Yes, there is. The falling intonation in statements is very different to English and makes Russian people sound less cheerful. The rising intonation in questions is also different to English. But I don't know how many intonation contours there are in English, so it is a difficult question to answer. Have you studied intonation contours in English?


----------



## C.S.Hy

Sorry, I did not. Maybe later.

What strikes me as special is that when a (focus) word is said in a falling intonation, the highest pitch is not often falling on the stressed vowel,as in English, but on the first one prior to it. For examle (Edit: capital letter for the highest pitched vowel [←stressed vowel] in a word),

интОна́ция/интонА́ция
кОро́бк/корО́бк
капИта́л/капитА́л
стОли́ца/столИ́ца


----------



## pimlicodude

There is a PDF at  https://core.ac.uk/download/pdf/37773049.pdf  on Russian vs English intonation.
They explain there that in questions the Russian intonation peaks near the beginning of the sentence and then drops off a lot. In English the peak is often near the end. 
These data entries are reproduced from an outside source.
//! Fuzz target for CBOR payload decode attacks against `EnvelopeBody`.
//!
//! # Strategy
//!
//! - Deeply nested: arrays/maps nested to arbitrary depth (stack overflow)
//! - Huge lengths: CBOR claiming massive byte/string/array lengths (memory)
//! - Random bytes: completely arbitrary CBOR data against every tag
//! - Type confusion: bytes encoded for one variant, decoded against another tag
//! - Duplicate keys: CBOR maps with repeated key names
//!
//! # Invariants
//!
//! - Decoding never panics, regardless of tag or bytes
//! - A tag/bytes pair that doesn't match returns `CodecError::PayloadDecode`,
//!   never a misinterpreted value of the wrong variant
//! - `MessageTag::Unknown` always fails with `CodecError::BadMessage`

#![no_main]

use arbitrary::Arbitrary;
use edgeinfer_proto::header::MessageTag;
use edgeinfer_proto::payload::EnvelopeBody;
use libfuzzer_sys::fuzz_target;

const ALL_TAGS: [MessageTag; 9] = [
    MessageTag::Unknown,
    MessageTag::Init,
    MessageTag::InitOk,
    MessageTag::WindowUpdate,
    MessageTag::Frame,
    MessageTag::Result,
    MessageTag::Heartbeat,
    MessageTag::Error,
    MessageTag::End,
];

#[derive(Debug, Clone, Arbitrary)]
enum PayloadAttack {
    DeeplyNested { depth: u8, shape: NestedShape },
    HugeLength { claimed_len_exponent: u8 },
    RandomBytes { bytes: Vec<u8> },
    TypeConfusion { source_tag_index: u8, target_tag_index: u8 },
    DuplicateKeys { count: u8 },
}

#[derive(Debug, Clone, Arbitrary)]
enum NestedShape {
    Array,
    Map,
    Bytes,
    String,
}

fuzz_target!(|attack: PayloadAttack| {
    match attack {
        PayloadAttack::DeeplyNested { depth, shape } => {
            let bytes = nested_cbor((depth % 50) as usize, &shape);
            for tag in ALL_TAGS {
                let _ = EnvelopeBody::decode(tag, &bytes);
            }
        }

        PayloadAttack::HugeLength { claimed_len_exponent } => {
            let exponent = (claimed_len_exponent % 21) as u32;
            let claimed = if exponent < 20 { 1u32 << exponent } else { u32::MAX };
            for bytes in [huge_byte_string(claimed), huge_text_string(claimed), huge_array(claimed)] {
                for tag in ALL_TAGS {
                    let _ = EnvelopeBody::decode(tag, &bytes);
                }
            }
        }

        PayloadAttack::RandomBytes { bytes } => {
            for tag in ALL_TAGS {
                let _ = EnvelopeBody::decode(tag, &bytes);
            }
        }

        PayloadAttack::TypeConfusion { source_tag_index, target_tag_index } => {
            let source_tag = ALL_TAGS[source_tag_index as usize % ALL_TAGS.len()];
            let target_tag = ALL_TAGS[target_tag_index as usize % ALL_TAGS.len()];
            let mut encoded = Vec::new();
            if let Ok(body) = EnvelopeBody::decode(source_tag, &sample_bytes_for(source_tag)) {
                let _ = body.encode(&mut encoded);
            }
            match EnvelopeBody::decode(target_tag, &encoded) {
                Ok(decoded) => assert_eq!(decoded.tag(), target_tag),
                Err(_) => {}
            }
        }

        PayloadAttack::DuplicateKeys { count } => {
            let actual_count = (count % 10).max(2);
            let mut bytes = vec![0xA0 | actual_count];
            for _ in 0..actual_count {
                bytes.push(0x67);
                bytes.extend_from_slice(b"version");
                bytes.push(0x01);
            }
            for tag in ALL_TAGS {
                let _ = EnvelopeBody::decode(tag, &bytes);
            }
        }
    }
});

fn sample_bytes_for(tag: MessageTag) -> Vec<u8> {
    match tag {
        MessageTag::Heartbeat | MessageTag::Unknown => {
            let body = EnvelopeBody::Heartbeat(edgeinfer_proto::payload::HeartbeatPayload {
                mono_ns: 0,
                last_frame_id: 0,
                tx_bytes: 0,
                rx_bytes: 0,
            });
            let mut out = Vec::new();
            let _ = body.encode(&mut out);
            out
        }
        _ => Vec::new(),
    }
}

fn nested_cbor(depth: usize, shape: &NestedShape) -> Vec<u8> {
    let mut bytes = Vec::new();
    match shape {
        NestedShape::Array => {
            for _ in 0..depth {
                bytes.push(0x81);
            }
            bytes.push(0x01);
        }
        NestedShape::Map => {
            for _ in 0..depth {
                bytes.push(0xA1);
                bytes.push(0x61);
                bytes.push(b'a');
            }
            bytes.push(0x01);
        }
        NestedShape::Bytes => {
            for _ in 0..depth {
                bytes.push(0x81);
            }
            bytes.push(0x41);
            bytes.push(0x00);
        }
        NestedShape::String => {
            for _ in 0..depth {
                bytes.push(0x81);
            }
            bytes.push(0x61);
            bytes.push(b'x');
        }
    }
    bytes
}

fn huge_byte_string(claimed_length: u32) -> Vec<u8> {
    let mut bytes = vec![0x5A];
    bytes.extend_from_slice(&claimed_length.to_be_bytes());
    bytes.extend(vec![0xAA; (claimed_length as usize).min(10)]);
    bytes
}

fn huge_text_string(claimed_length: u32) -> Vec<u8> {
    let mut bytes = vec![0x7A];
    bytes.extend_from_slice(&claimed_length.to_be_bytes());
    bytes.extend(vec![b'x'; (claimed_length as usize).min(10)]);
    bytes
}

fn huge_array(claimed_length: u32) -> Vec<u8> {
    let mut bytes = vec![0x9A];
    bytes.extend_from_slice(&claimed_length.to_be_bytes());
    for _ in 0..(claimed_length as usize).min(5) {
        bytes.push(0x01);
    }
    bytes
}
ИГРАЕТ Вильям на пианино? Peak intonation is on играет. 
Can William play the PIANO? Peak intonation is on piano.


----------



## Awwal12

pimlicodude said:


> They explain there that in questions the Russian intonation peaks near the beginning of the sentence and then drops off a lot. In English the peak is often near the end.
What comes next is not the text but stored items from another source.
//! Time-indexed frame cache.
//!
//! Keyed by the decimal string form of the frame id, per the data model:
//! raw frame bytes plus capture metadata, expiring after a configurable
//! TTL. The cache is shared between the feeder (the sole writer) and the
//! ingest path (a reader, looking up a frame after a `Result` arrives), so
//! it needs interior synchronization but only ever one writer at a time —
//! the same `Arc<Mutex<Inner>>` "clone shares state" shape `KeyPackageRegistry`
//! uses for its own shared, externally-read registry.

#![allow(clippy::expect_used, reason = "Mutex poisoning should cause a panic")]

use std::collections::{HashMap, VecDeque};
use std::sync::{Arc, Mutex};
use std::time::Duration;

use bytes::Bytes;
use edgeinfer_proto::{CodecKind, PixelFormat, PlaneDescriptor};

use crate::env::Environment;

/// Default time-to-live for a cached frame entry.
pub const DEFAULT_TTL: Duration = Duration::from_secs(2);

/// Capture metadata recorded alongside a cached frame's raw bytes.
#[derive(Debug, Clone, PartialEq)]
pub struct CacheMetadata {
    /// Pixel format of the cached bytes.
    pub pixel_format: PixelFormat,
    /// Codec the cached bytes are encoded with.
    pub codec: CodecKind,
    /// Plane layout of the cached bytes.
    pub planes: Vec<PlaneDescriptor>,
    /// Monotonic capture timestamp, nanoseconds.
    pub mono_ns: u64,
    /// Presentation timestamp, nanoseconds.
    pub pts_ns: u64,
    /// Wall-clock capture timestamp, nanoseconds since Unix epoch.
    pub wall_ns: u64,
    /// Upstream recording correlation id.
    pub session_id: String,
}

struct Entry<I> {
    bytes: Bytes,
    metadata: CacheMetadata,
    inserted_at: I,
}

struct Inner<I> {
    entries: HashMap<String, Entry<I>>,
    // FIFO order of insertions. Because TTL expiry is monotonic in
    // insertion time, the front of this queue is always the next entry
    // due to expire, giving amortized O(1) sweep cost per cache operation
    // instead of a full scan.
    order: VecDeque<(I, String)>,
}

/// Shared, TTL-expiring map from frame id (as a decimal string) to cached
/// frame bytes and metadata. Cloning a [`FrameCache`] shares the same
/// underlying storage.
pub struct FrameCache<E: Environment> {
    env: E,
    ttl: Duration,
    inner: Arc<Mutex<Inner<E::Instant>>>,
}

impl<E: Environment> Clone for FrameCache<E>
where
    E: Clone,
{
    fn clone(&self) -> Self {
        Self { env: self.env.clone(), ttl: self.ttl, inner: Arc::clone(&self.inner) }
    }
}

impl<E: Environment> FrameCache<E>
where
    E::Instant: CheckedSub,
{
    /// Builds an empty cache with the given TTL.
    pub fn new(env: E, ttl: Duration) -> Self {
        Self { env, ttl, inner: Arc::new(Mutex::new(Inner { entries: HashMap::new(), order: VecDeque::new() })) }
    }

    /// Inserts or replaces the entry for `frame_id`. Unconditional: a
    /// re-insert of the same key replaces the prior entry outright.
    pub fn set(&self, frame_id: u64, bytes: Bytes, metadata: CacheMetadata) {
        let key = frame_id.to_string();
        let now = self.env.now();
        let mut inner = self.inner.lock().expect("frame cache mutex poisoned");
        inner.entries.insert(key.clone(), Entry { bytes, metadata, inserted_at: now });
        inner.order.push_back((now, key));
        self.sweep_locked(&mut inner);
    }

    /// Looks up `frame_id`. Entries older than the TTL are treated as
    /// absent even if a background sweep has not yet physically removed
    /// them, and looking one up opportunistically sweeps it out.
    #[must_use]
    pub fn get(&self, frame_id: u64) -> Option<(Bytes, CacheMetadata)> {
        let key = frame_id.to_string();
        let now = self.env.now();
        let mut inner = self.inner.lock().expect("frame cache mutex poisoned");
        self.sweep_locked(&mut inner);
        inner.entries.get(&key).and_then(|entry| {
            if Self::expired(entry.inserted_at, now, self.ttl) {
                None
            } else {
                Some((entry.bytes.clone(), entry.metadata.clone()))
            }
        })
    }

    /// Number of entries currently stored, including any not yet swept
    /// that are logically expired. Exposed for tests and metrics only.
    #[must_use]
    pub fn len(&self) -> usize {
        self.inner.lock().expect("frame cache mutex poisoned").entries.len()
    }

    /// Whether the cache holds no entries.
    #[must_use]
    pub fn is_empty(&self) -> bool {
        self.len() == 0
    }

    fn expired(inserted_at: E::Instant, now: E::Instant, ttl: Duration) -> bool {
        match now.checked_sub_instant(inserted_at) {
            Some(elapsed) => elapsed >= ttl,
            None => false,
        }
    }

    fn sweep_locked(&self, inner: &mut Inner<E::Instant>) {
        let now = self.env.now();
        while let Some((inserted_at, _key)) = inner.order.front() {
            if !Self::expired(*inserted_at, now, self.ttl) {
                break;
            }
            let (inserted_at, key) = inner.order.pop_front().expect("front just peeked as Some");
            // Only remove the map entry if it still matches this exact
            // insertion: a later `set` for the same frame id pushed a
            // fresh order entry, and this stale one must not evict it.
            if let Some(current) = inner.entries.get(&key) {
                if Self::instant_eq(current.inserted_at, inserted_at) {
                    inner.entries.remove(&key);
                }
            }
        }
    }

    fn instant_eq(a: E::Instant, b: E::Instant) -> bool {
        a == b
    }
}

/// Helper trait bridging `Environment::Instant`'s `Ord` bound to a
/// checked-duration-since operation, since `Instant` types differ in
/// concrete representation (`std::time::Instant` vs. the simulation clock).
pub trait CheckedSub: Copy + Ord {
    /// Duration elapsed between `self` (later) and `earlier`, or `None` if
    /// `earlier` is actually later than `self`.
    fn checked_sub_instant(self, earlier: Self) -> Option<Duration>;
}

impl CheckedSub for std::time::Instant {
    fn checked_sub_instant(self, earlier: Self) -> Option<Duration> {
        self.checked_duration_since(earlier)
    }
}

#[cfg(test)]
mod tests {
    use super::*;
    use crate::sim_env::SimEnv;

    fn metadata() -> CacheMetadata {
        CacheMetadata {
            pixel_format: PixelFormat::Nv12,
            codec: CodecKind::None,
            planes: vec![],
            mono_ns: 0,
            pts_ns: 0,
            wall_ns: 0,
            session_id: "rec".to_string(),
        }
    }

    #[test]
    fn set_then_get_round_trips() {
        let cache = FrameCache::new(SimEnv::new(1), Duration::from_secs(2));
        cache.set(42, Bytes::from_static(b"frame-bytes"), metadata());
        let (bytes, meta) = cache.get(42).expect("entry should be present before TTL");
        assert_eq!(bytes, Bytes::from_static(b"frame-bytes"));
        assert_eq!(meta.session_id, "rec");
    }

    #[test]
    fn entry_expires_after_ttl() {
        let env = SimEnv::new(1);
        let cache = FrameCache::new(env.clone(), Duration::from_secs(2));
        cache.set(1, Bytes::from_static(b"a"), metadata());
        env.advance(Duration::from_secs(3));
        assert!(cache.get(1).is_none());
    }

    #[test]
    fn reinsert_replaces_prior_entry() {
        let cache = FrameCache::new(SimEnv::new(1), Duration::from_secs(2));
        cache.set(1, Bytes::from_static(b"first"), metadata());
        cache.set(1, Bytes::from_static(b"second"), metadata());
        let (bytes, _) = cache.get(1).unwrap();
        assert_eq!(bytes, Bytes::from_static(b"second"));
        assert_eq!(cache.len(), 1);
    }

    #[test]
    fn get_sweeps_expired_entries() {
        let env = SimEnv::new(1);
        let cache = FrameCache::new(env.clone(), Duration::from_secs(2));
        cache.set(1, Bytes::from_static(b"a"), metadata());
        env.advance(Duration::from_secs(3));
        cache.set(2, Bytes::from_static(b"b"), metadata());
        assert!(cache.get(1).is_none());
        assert_eq!(cache.len(), 1);
    }

    #[test]
    fn cache_miss_for_absent_frame_is_not_an_error() {
        let cache = FrameCache::new(SimEnv::new(1), Duration::from_secs(2));
        assert!(cache.get(999).is_none());
    }
}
That really does depend on the question.
In wh-questions, the highest pitch normally falls on the stressed syllable of the interrogative word (which *is* normally located near the beginning), after which the tone abruptly falls. The second, lower raise may occur on the pragmatically focused word, if there's any (typically it's at the end of the sentence, but the intonation itself isn't really tied to the end of the sentence, nor to its beginning, to that matter).
In general questions, the highest tone (with the abrupt post-tonic fall again) will normally happen in the word which the question adresses:
Это твоя РУЧКА? - Is it your pen?
ЭТО твоя ручка? - ~Your pen, is it this one?
Это ТВОЯ ручка? - Is this pen yours?

That being said, a lot of things can affect the basic intonation in a sentence.


----------



## nizzebro

C.S.Hy said:


> What strikes me as special is that when a (focus) word is said in a falling intonation, the highest pitch is not often falling on the stressed vowel,as in English, but on the first one prior to it. For examle（capital letters for stressed vowels）,
> 
> интОна́ция/интонА́ция
> кОро́бк/корО́бк
> капИта́л/капитА́л
> стОли́ца/столИ́ца


Because the idea of stressed vowel, at least in Russian, as such has nothing to do with these contours. It is not about the average of pitch value shown in the spectra as a result of an integral transform as FFT. Rather the point is the relative difference between the highest and the lowest value as it develops in time in the bounds of the syllable, along with some other factors possible, such as stretching the vowel's length and/or increasing the pressure.
The speaker might implement the stressed 'а'  in интонация by starting from the pitch of 'o' and quickly dropping it down - so that the following 'и' gets muted in a lack of sound energy; or, they could pronounce it in a more energetic manner where the pitch has yet its own decent spike on  'а' (usually too short for basic frequency analysis tools). One way or another, the stressed vowel normally does not start with a clearly lower pitch -  rather it is the same value as before or even higher.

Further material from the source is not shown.